10 Oct 2022,10:19 PM

 

You are an entry-level research analyst at a multinational, best-practices consulting firm called MCC Consulting. You work in the company’s benchmarking division at MCC’s Arlington, Virginia offices, where you help generate reports on how client companies perform in key areas relative to their competitors. In this role, you work under a senior research analyst named Allison Menendez.

In addition to its Arlington offices, MCC has offices in London, UK; Munich, Germany; and Bengaluru, India. These offices correspond to the industries where MCC has the strongest client relationships. MCC’s Arlington offices specialize in consulting services for US government contractors, especially defense contractors. Its London offices mainly work with European banking and financial services companies. Its Munich offices mainly work with high end continental manufacturers. And its Bengaluru offices mainly work with Indian IT services companies.

At each of these global offices, you have two or more colleagues in the benchmarking division. About half the time, you and your global colleagues work independently. At the Arlington office, for instance, you and your colleagues spend roughly half of every work week benchmarking in-country clients against competitors in the same country and industry. Your British, German, and Indian colleagues divide their time similarly. The other half of the week, however, you work collaboratively, reporting on how companies in different industries around the world perform in shared competencies, like HR and management. At present, you and your global colleagues are hard at work on a major annual benchmarking report that represents one of MCC’s highest-profile, most-valuable products.

Your global colleagues all speak fluent English, but your German and Indian counterparts often struggle with English-language idioms and expressions. Your British counterparts, meanwhile, use different words and expressions for common items and occurrences. After two years at MCC, you have come to see the wisdom in the aphorism, often attributed to George Bernard Shaw, that Britain and the US are “two countries separated by a common language.”
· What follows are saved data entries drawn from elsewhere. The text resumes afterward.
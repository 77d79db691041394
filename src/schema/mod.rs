//! Index schema module
//!
//! Derives a field-type mapping from a batch's field list and makes sure the
//! index sink has it before loading.
//!
//! # Features
//!
//! - **Exact-match defaults**: every extracted field is a keyword
//! - **Reserved instant**: `@timestamp` is added as a date unless the batch carries it
//! - **Delete mode**: an existing index can be dropped and recreated
//! - **Name validation**: index identifiers are checked before any sink call

mod mapper;
mod types;

pub use mapper::{validate_index_name, SchemaMapper};
pub use types::{
    FieldType, MappingDefinition, SchemaOutcome, INSTANT_FORMAT, RESERVED_TIMESTAMP_FIELD,
};
//! Common types used throughout sqlsink
//!
//! This module contains the record model shared by every pipeline stage
//! and the bulk-load accounting type.

use serde::{Deserialize, Serialize};

// ============================================================================
// Type Aliases
// ============================================================================

/// JSON value type (re-exported from serde_json)
pub type JsonValue = serde_json::Value;

/// One row of extracted data, keyed by field name.
///
/// Stages never mutate a record in place; each stage builds new records.
pub type Record = serde_json::Map<String, JsonValue>;

/// Placeholder written for null or empty values
pub const NULL_PLACEHOLDER: &str = "NULL";

// ============================================================================
// Record Set
// ============================================================================

/// A batch of records sharing one ordered field list.
///
/// `Record` maps do not remember column order, so the order reported by the
/// query engine is kept here once for the whole batch.
#[derive(Debug, Clone, Default, PartialEq)]
pub struct RecordSet {
    fields: Vec<String>,
    records: Vec<Record>,
}

impl RecordSet {
    /// Create a record set from an ordered field list and its records
    pub fn new(fields: Vec<String>, records: Vec<Record>) -> Self {
        Self { fields, records }
    }

    /// Ordered field names
    pub fn fields(&self) -> &[String] {
        &self.fields
    }

    /// Whether the batch schema contains a field
    pub fn has_field(&self, name: &str) -> bool {
        self.fields.iter().any(|f| f == name)
    }

    /// The records in batch order
    pub fn records(&self) -> &[Record] {
        &self.records
    }

    /// Number of records
    pub fn len(&self) -> usize {
        self.records.len()
    }

    /// Whether the batch holds no records
    pub fn is_empty(&self) -> bool {
        self.records.is_empty()
    }

    /// Split into the field list and records
    pub fn into_parts(self) -> (Vec<String>, Vec<Record>) {
        (self.fields, self.records)
    }
}

/// Render a value as plain text for keys and delimited output.
///
/// Returns `None` for null and empty strings so callers can substitute a
/// placeholder.
pub fn value_to_text(value: &JsonValue) -> Option<String> {
    match value {
        JsonValue::Null => None,
        JsonValue::String(s) if s.is_empty() => None,
        JsonValue::String(s) => Some(s.clone()),
        JsonValue::Number(n) => Some(n.to_string()),
        JsonValue::Bool(b) => Some(b.to_string()),
        other => Some(other.to_string()),
    }
}

// ============================================================================
// Bulk Load Accounting
// ============================================================================

/// Outcome of a bulk load
#[derive(Debug, Clone, Default, PartialEq, Eq, Serialize, Deserialize)]
pub struct BatchResult {
    /// Number of records submitted
    pub attempted: usize,
    /// Number of records the sink accepted
    pub succeeded: usize,
    /// Batch positions of the records the sink rejected
    #[serde(default, skip_serializing_if = "Vec::is_empty")]
    pub failed_indices: Vec<usize>,
}

impl BatchResult {
    /// Create a result where every attempted record succeeded
    pub fn complete(attempted: usize) -> Self {
        Self {
            attempted,
            succeeded: attempted,
            failed_indices: Vec::new(),
        }
    }

    /// Create a result where nothing was accepted
    pub fn rejected(attempted: usize) -> Self {
        Self {
            attempted,
            succeeded: 0,
            failed_indices: (0..attempted).collect(),
        }
    }

    /// Number of records that were not accepted
    pub fn failed(&self) -> usize {
        self.attempted.saturating_sub(self.succeeded)
    }

    /// Whether every attempted record succeeded
    pub fn is_complete(&self) -> bool {
        self.succeeded == self.attempted
    }

    /// Caller-visible state of the load
    pub fn status(&self) -> LoadStatus {
        if self.is_complete() {
            LoadStatus::Success
        } else {
            LoadStatus::Partial
        }
    }

    /// Fold another chunk's result into this one, offsetting its indices
    pub fn merge(&mut self, other: BatchResult) {
        let offset = self.attempted;
        self.attempted += other.attempted;
        self.succeeded += other.succeeded;
        self.failed_indices
            .extend(other.failed_indices.into_iter().map(|i| i + offset));
    }
}

/// Whether a load fully succeeded
#[derive(Debug, Clone, Copy, PartialEq, Eq, Serialize, Deserialize)]
#[serde(rename_all = "snake_case")]
pub enum LoadStatus {
    /// Every record was accepted
    Success,
    /// Some records were rejected; must be reported, never treated as success
    Partial,
}

impl std::fmt::Display for LoadStatus {
    fn fmt(&self, f: &mut std::fmt::Formatter<'_>) -> std::fmt::Result {
        match self {
            LoadStatus::Success => write!(f, "success"),
            LoadStatus::Partial => write!(f, "partial"),
        }
    }
}
//! Tests for CLI module

use super::*;
use crate::error::Error;
use clap::Parser;
use std::path::{Path, PathBuf};
use tempfile::tempdir;

fn write_config(dir: &Path, body: &str) -> PathBuf {
    let path = dir.join("pipeline.yaml");
    std::fs::write(&path, body).unwrap();
    path
}

#[test]
fn test_defaults_to_run_with_default_config() {
    let cli = Cli::try_parse_from(["sqlsink"]).unwrap();
    assert_eq!(cli.config, PathBuf::from(DEFAULT_CONFIG_PATH));
    assert!(!cli.verbose);
    assert_eq!(cli.command(), Commands::Run);
}

#[test]
fn test_parse_flags_and_subcommand() {
    let cli = Cli::try_parse_from(["sqlsink", "-c", "jobs/tczf.yaml", "-v", "export"]).unwrap();
    assert_eq!(cli.config, PathBuf::from("jobs/tczf.yaml"));
    assert!(cli.verbose);
    assert_eq!(cli.command(), Commands::Export);

    // Global flags may follow the subcommand
    let cli = Cli::try_parse_from(["sqlsink", "mapping", "--config", "a.yaml"]).unwrap();
    assert_eq!(cli.command(), Commands::Mapping);
    assert_eq!(cli.config, PathBuf::from("a.yaml"));
}

#[test]
fn test_rejects_unknown_subcommand() {
    assert!(Cli::try_parse_from(["sqlsink", "serve"]).is_err());
}

#[tokio::test]
async fn test_validate_command() {
    let dir = tempdir().unwrap();
    let config = write_config(
        dir.path(),
        "source:\n  engine: duckdb\n  sql: \"SELECT 1\"\noutput:\n  path: out.csv\n",
    );

    let cli = Cli::try_parse_from(["sqlsink", "-c", config.to_str().unwrap(), "validate"]).unwrap();
    assert!(Runner::new(cli).run().await.unwrap());
}

#[tokio::test]
async fn test_missing_config_is_an_error() {
    let cli = Cli::try_parse_from(["sqlsink", "-c", "/nonexistent/pipeline.yaml"]).unwrap();
    assert!(matches!(
        Runner::new(cli).run().await,
        Err(Error::Config { .. })
    ));
}

#[tokio::test]
async fn test_export_command_writes_file() {
    let dir = tempdir().unwrap();
    let input = dir.path().join("input.tsv");
    std::fs::write(&input, "host_ip\tdisk\n10.0.0.1\t5\n").unwrap();
    let output = dir.path().join("out.csv");

    let config = write_config(
        dir.path(),
        &format!(
            "source:\n  engine: delimited\n  path: {}\noutput:\n  path: {}\n",
            input.display(),
            output.display()
        ),
    );

    let cli = Cli::try_parse_from(["sqlsink", "-c", config.to_str().unwrap(), "export"]).unwrap();
    assert!(Runner::new(cli).run().await.unwrap());
    assert_eq!(
        std::fs::read_to_string(&output).unwrap(),
        "host_ip,disk\n10.0.0.1,5\n"
    );
}
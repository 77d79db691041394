//! Stable ordering and key grouping

use super::types::{partition_key_of, OrderedRecords, Partitions};
use crate::error::{Error, Result};
use crate::normalize::coerce_integer;
use crate::types::{JsonValue, RecordSet};

/// Sort a batch ascending by an integer timestamp field.
///
/// The sort is stable. Every record must hold an integer in `field`.
pub fn sort_by_timestamp(set: RecordSet, field: &str) -> Result<RecordSet> {
    let (fields, records) = set.into_parts();

    let mut keyed = records
        .into_iter()
        .enumerate()
        .map(|(idx, record)| {
            let value = record.get(field).unwrap_or(&JsonValue::Null);
            let ts = coerce_integer(value).ok_or_else(|| {
                Error::malformed_timestamp(field, format!("record {idx}: not an integer: {value}"))
            })?;
            Ok((ts, record))
        })
        .collect::<Result<Vec<_>>>()?;

    // `sort_by_key` is a stable merge sort
    keyed.sort_by_key(|(ts, _)| *ts);

    Ok(RecordSet::new(
        fields,
        keyed.into_iter().map(|(_, record)| record).collect(),
    ))
}

/// Group a batch by the values of `key`.
///
/// Returns `None` when `key` is not part of the batch schema.
pub fn partition_by(set: &RecordSet, key: &str) -> Option<Partitions> {
    if !set.has_field(key) {
        return None;
    }

    let mut partitions = Partitions::new(key);
    for record in set.records() {
        partitions.push(partition_key_of(record.get(key)), record.clone());
    }
    Some(partitions)
}

/// Orders a batch and fans it out by partition key
#[derive(Debug, Clone, Default)]
pub struct Partitioner {
    timestamp_field: Option<String>,
    partition_key: Option<String>,
}

impl Partitioner {
    /// Create a partitioner that neither sorts nor groups
    pub fn new() -> Self {
        Self::default()
    }

    /// Sort by this timestamp field
    #[must_use]
    pub fn with_timestamp_field(mut self, field: impl Into<String>) -> Self {
        self.timestamp_field = Some(field.into());
        self
    }

    /// Group by this field when the batch carries it
    #[must_use]
    pub fn with_partition_key(mut self, key: impl Into<String>) -> Self {
        self.partition_key = Some(key.into());
        self
    }

    /// Sort (if configured), then group (if the key is present)
    pub fn order(&self, set: RecordSet) -> Result<OrderedRecords> {
        let set = match &self.timestamp_field {
            Some(field) if !set.is_empty() => sort_by_timestamp(set, field)?,
            _ => set,
        };

        let partitions = match &self.partition_key {
            Some(key) => {
                let partitions = partition_by(&set, key);
                if partitions.is_none() {
                    tracing::info!(
                        key = %key,
                        "Partition key not in result columns; writing a single output"
                    );
                }
                partitions
            }
            None => None,
        };

        if let Some(partitions) = &partitions {
            tracing::debug!(
                key = partitions.key(),
                groups = partitions.len(),
                "Partitioned records"
            );
        }

        Ok(OrderedRecords { set, partitions })
    }
}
Finally, you and your various global counterparts have very different business cultures. You and Allison tend to be big-picture thinkers with an effusively positive outlook. Your UK colleagues tend to be irreverent and ironic in their workplace behavior. Your German counterparts tend to be sober and detail oriented. And your Indian colleagues tend to be precise and exceedingly polite. With minor exceptions, you all get along quite well; but avoiding miscommunication is often a major struggle.
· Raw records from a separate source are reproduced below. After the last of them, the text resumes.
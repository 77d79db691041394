//! HTTP client module
//!
//! Thin wrapper over reqwest used by the index sink.
//!
//! # Features
//!
//! - **Base URL**: request paths are joined onto a validated base URL
//! - **Timeouts**: one timeout for every request
//! - **Bodies**: JSON values or raw text (e.g. NDJSON for bulk requests)
//! - **Status mapping**: non-2xx responses become [`Error::HttpStatus`](crate::Error::HttpStatus)
//!
//! Requests are sent once; nothing is retried.

mod client;

pub use client::{HttpClient, HttpClientConfig, RequestBody, RequestConfig};

#[cfg(test)]
mod tests;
ASSIGNMENT 1: Routine Message
Scenario Update

Today is a normal Tuesday at work. Over the course of the day, you and your US colleagues divide your efforts between two reports. The first is a report for Boeing that only requires input from the US office. The second is a comparative report on management practices among your global client base. This report requires input from across your four offices.
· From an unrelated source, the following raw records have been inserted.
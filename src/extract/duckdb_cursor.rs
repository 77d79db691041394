//! DuckDB-backed query cursor
//!
//! DuckDB can read Parquet/CSV directly and attach PostgreSQL, MySQL or
//! SQLite through its extensions, so one embedded engine covers most sources.

use super::types::QueryCursor;
use crate::error::{Error, Result};
use crate::types::JsonValue;
use duckdb::types::TimeUnit;
use duckdb::Connection;

/// Query cursor over an embedded DuckDB connection
pub struct DuckDbCursor {
    /// DuckDB connection
    conn: Connection,
    /// Database opened (for logging)
    database: String,
    /// Column names of the last result
    columns: Vec<String>,
    /// Rows of the last result, until fetched
    pending: Option<Vec<Vec<JsonValue>>>,
}

impl DuckDbCursor {
    /// Open a database file, or an in-memory database for `:memory:`
    pub fn open(database: &str) -> Result<Self> {
        let conn = if database == ":memory:" {
            Connection::open_in_memory()
        } else {
            Connection::open(database)
        }
        .map_err(|e| Error::extraction(format!("Failed to open DuckDB '{database}': {e}")))?;

        Ok(Self {
            conn,
            database: database.to_string(),
            columns: Vec::new(),
            pending: None,
        })
    }

    /// Open an in-memory database
    pub fn in_memory() -> Result<Self> {
        Self::open(":memory:")
    }

    /// Run setup statements (INSTALL, LOAD, ATTACH, CREATE ...) before querying
    pub fn run_setup(&self, statements: &[String]) -> Result<()> {
        for statement in statements {
            tracing::debug!("Running setup statement: {}", statement);
            self.conn
                .execute_batch(statement)
                .map_err(|e| Error::extraction(format!("Setup statement failed: {e}")))?;
        }
        Ok(())
    }

    /// Database this cursor was opened on
    pub fn database(&self) -> &str {
        &self.database
    }
}

impl QueryCursor for DuckDbCursor {
    fn execute(&mut self, sql: &str) -> Result<()> {
        tracing::debug!("Executing query: {}", sql);

        let (columns, rows) = {
            let mut stmt = self
                .conn
                .prepare(sql)
                .map_err(|e| Error::extraction(format!("Failed to prepare query: {e}")))?;

            let mut rows = Vec::new();
            {
                let mut result = stmt
                    .query([])
                    .map_err(|e| Error::extraction(format!("Failed to execute query: {e}")))?;

                while let Some(row) = result
                    .next()
                    .map_err(|e| Error::extraction(format!("Failed to fetch row: {e}")))?
                {
                    let width = row.as_ref().column_count();
                    let mut tuple = Vec::with_capacity(width);
                    for idx in 0..width {
                        let value: duckdb::types::Value = row.get(idx).map_err(|e| {
                            Error::extraction(format!("Failed to read column {idx}: {e}"))
                        })?;
                        tuple.push(duckdb_value_to_json(value));
                    }
                    rows.push(tuple);
                }
            }

            (stmt.column_names(), rows)
        };

        self.columns = columns;
        self.pending = Some(rows);
        Ok(())
    }

    fn description(&self) -> &[String] {
        &self.columns
    }

    fn fetch_all(&mut self) -> Result<Vec<Vec<JsonValue>>> {
        self.pending
            .take()
            .ok_or_else(|| Error::extraction("No pending result; execute a query first"))
    }
}

/// Convert DuckDB Value to JSON Value
fn duckdb_value_to_json(value: duckdb::types::Value) -> JsonValue {
    match value {
        duckdb::types::Value::Null => JsonValue::Null,
        duckdb::types::Value::Boolean(b) => JsonValue::Bool(b),
        duckdb::types::Value::TinyInt(i) => JsonValue::Number(i.into()),
        duckdb::types::Value::SmallInt(i) => JsonValue::Number(i.into()),
        duckdb::types::Value::Int(i) => JsonValue::Number(i.into()),
        duckdb::types::Value::BigInt(i) => JsonValue::Number(i.into()),
        duckdb::types::Value::HugeInt(i) => JsonValue::String(i.to_string()),
        duckdb::types::Value::UTinyInt(i) => JsonValue::Number(i.into()),
        duckdb::types::Value::USmallInt(i) => JsonValue::Number(i.into()),
        duckdb::types::Value::UInt(i) => JsonValue::Number(i.into()),
        duckdb::types::Value::UBigInt(i) => JsonValue::Number(i.into()),
        duckdb::types::Value::Float(f) => {
            serde_json::Number::from_f64(f64::from(f)).map_or(JsonValue::Null, JsonValue::Number)
        }
        duckdb::types::Value::Double(f) => {
            serde_json::Number::from_f64(f).map_or(JsonValue::Null, JsonValue::Number)
        }
        duckdb::types::Value::Decimal(d) => JsonValue::String(d.to_string()),
        duckdb::types::Value::Text(s) => JsonValue::String(s),
        duckdb::types::Value::Blob(b) => JsonValue::String(base64::Engine::encode(
            &base64::engine::general_purpose::STANDARD,
            b,
        )),
        duckdb::types::Value::Timestamp(unit, i) => {
            let per_sec = ticks_per_second(unit);
            let secs = i.div_euclid(per_sec);
            let nsecs = (i.rem_euclid(per_sec) * (1_000_000_000 / per_sec)) as u32;
            chrono::DateTime::from_timestamp(secs, nsecs)
                .map(|dt| JsonValue::String(dt.format("%Y-%m-%d %H:%M:%S").to_string()))
                .unwrap_or(JsonValue::Number(i.into()))
        }
        duckdb::types::Value::Date32(d) => {
            // Days since epoch (719163 is the number of days from 1 CE to 1970-01-01)
            chrono::NaiveDate::from_num_days_from_ce_opt(d + 719_163)
                .map(|date| JsonValue::String(date.format("%Y-%m-%d").to_string()))
                .unwrap_or(JsonValue::Number(d.into()))
        }
        duckdb::types::Value::Time64(unit, t) => {
            let secs = t.div_euclid(ticks_per_second(unit));
            JsonValue::String(format!(
                "{:02}:{:02}:{:02}",
                secs / 3600,
                (secs % 3600) / 60,
                secs % 60
            ))
        }
        _ => JsonValue::String(format!("{value:?}")),
    }
}

/// Ticks of `unit` in one second
fn ticks_per_second(unit: TimeUnit) -> i64 {
    match unit {
        TimeUnit::Second => 1,
        TimeUnit::Millisecond => 1_000,
        TimeUnit::Microsecond => 1_000_000,
        TimeUnit::Nanosecond => 1_000_000_000,
    }
}

#[cfg(test)]
mod tests {
    use super::*;

    #[test]
    fn test_duckdb_value_to_json() {
        assert_eq!(
            duckdb_value_to_json(duckdb::types::Value::Null),
            JsonValue::Null
        );
        assert_eq!(
            duckdb_value_to_json(duckdb::types::Value::Boolean(true)),
            JsonValue::Bool(true)
        );
        assert_eq!(
            duckdb_value_to_json(duckdb::types::Value::BigInt(1_522_825_140)),
            JsonValue::Number(1_522_825_140_i64.into())
        );
        assert_eq!(
            duckdb_value_to_json(duckdb::types::Value::Text("10.0.0.1".to_string())),
            JsonValue::String("10.0.0.1".to_string())
        );
    }

    #[test]
    fn test_duckdb_date_and_time_render_as_text() {
        // 2018-04-04 is day 17625 after the epoch
        assert_eq!(
            duckdb_value_to_json(duckdb::types::Value::Date32(17_625)),
            JsonValue::String("2018-04-04".to_string())
        );
        assert_eq!(
            duckdb_value_to_json(duckdb::types::Value::Time64(
                duckdb::types::TimeUnit::Microsecond,
                55_140_000_000
            )),
            JsonValue::String("15:19:00".to_string())
        );
    }

    #[test]
    fn test_duckdb_timestamp_respects_unit() {
        // 2018-04-04 15:19:00 UTC
        let expected = JsonValue::String("2018-04-04 15:19:00".to_string());
        for (unit, ticks) in [
            (TimeUnit::Second, 1_522_855_140_i64),
            (TimeUnit::Millisecond, 1_522_855_140_000),
            (TimeUnit::Microsecond, 1_522_855_140_000_000),
            (TimeUnit::Nanosecond, 1_522_855_140_000_000_000),
        ] {
            assert_eq!(
                duckdb_value_to_json(duckdb::types::Value::Timestamp(unit, ticks)),
                expected,
                "{unit:?}"
            );
        }
    }

    #[test]
    fn test_duckdb_time_respects_unit() {
        assert_eq!(
            duckdb_value_to_json(duckdb::types::Value::Time64(
                TimeUnit::Nanosecond,
                55_140_000_000_000
            )),
            JsonValue::String("15:19:00".to_string())
        );
    }
}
As you conclude your day, Allison asks you to double check that the changes you made to the international report properly synced to SharePoint. She also asks you to update the Bengaluru, Munich, and London offices on the Arlington office’s progress and suggest a division of labor for the next day’s work. This task typically falls to the Arlington team, as the US office is the last of the four MCC locations to finish the workday.

Allison delivers her instructions in conversation. Standing next to your workspace, she says: “First, let everyone know that we’ve gotten final approval from Marta [the benchmarking division head] for the finished report section on effective CIO leadership. Next, tell the Bengaluru team to take a crack at the section on internal IT help desk management practices. Make sure they know that they should draft the section in a separate Word document. We don’t want any mishaps with the master documents. I also want them to put their IT help desk management dataset on SharePoint.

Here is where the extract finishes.